◆ HOW TO COMPLETE THIS TASK ◆
Start at the line below containing "- **ConnectionManager**: ブローカー接続・購読の記憶と再購読・送信" and stop at the line containing "pub use self::hooks::ReplicationHooks;". Repeat every line of that stretch exactly, and nothing outside it.

◆ INPUT FOR THIS TASK ◆
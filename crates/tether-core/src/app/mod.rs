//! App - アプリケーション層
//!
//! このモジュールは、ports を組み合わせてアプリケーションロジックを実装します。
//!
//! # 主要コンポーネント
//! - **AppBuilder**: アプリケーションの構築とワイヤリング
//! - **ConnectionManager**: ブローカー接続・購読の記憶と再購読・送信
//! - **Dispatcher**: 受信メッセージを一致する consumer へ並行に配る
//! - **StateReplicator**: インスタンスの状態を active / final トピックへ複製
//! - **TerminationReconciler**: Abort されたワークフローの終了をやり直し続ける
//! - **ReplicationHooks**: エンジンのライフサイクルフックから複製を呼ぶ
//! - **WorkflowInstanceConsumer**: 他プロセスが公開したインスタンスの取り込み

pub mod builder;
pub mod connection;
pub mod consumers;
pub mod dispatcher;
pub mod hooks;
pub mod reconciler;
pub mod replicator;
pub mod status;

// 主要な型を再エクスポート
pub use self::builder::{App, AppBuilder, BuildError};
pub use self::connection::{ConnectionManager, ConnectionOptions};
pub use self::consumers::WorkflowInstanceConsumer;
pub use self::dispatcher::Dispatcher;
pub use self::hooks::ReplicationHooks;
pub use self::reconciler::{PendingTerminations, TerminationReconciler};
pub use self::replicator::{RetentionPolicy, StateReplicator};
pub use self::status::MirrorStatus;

◆ RESPONSE FOR THIS EXERCISE ◆
//! - **ConnectionManager**: ブローカー接続・購読の記憶と再購読・送信
//! - **Dispatcher**: 受信メッセージを一致する consumer へ並行に配る
//! - **StateReplicator**: インスタンスの状態を active / final トピックへ複製
//! - **TerminationReconciler**: Abort されたワークフローの終了をやり直し続ける
//! - **ReplicationHooks**: エンジンのライフサイクルフックから複製を呼ぶ
//! - **WorkflowInstanceConsumer**: 他プロセスが公開したインスタンスの取り込み

pub mod builder;
pub mod connection;
pub mod consumers;
pub mod dispatcher;
pub mod hooks;
pub mod reconciler;
pub mod replicator;
pub mod status;

// 主要な型を再エクスポート
pub use self::builder::{App, AppBuilder, BuildError};
pub use self::connection::{ConnectionManager, ConnectionOptions};
pub use self::consumers::WorkflowInstanceConsumer;
pub use self::dispatcher::Dispatcher;
pub use self::hooks::ReplicationHooks;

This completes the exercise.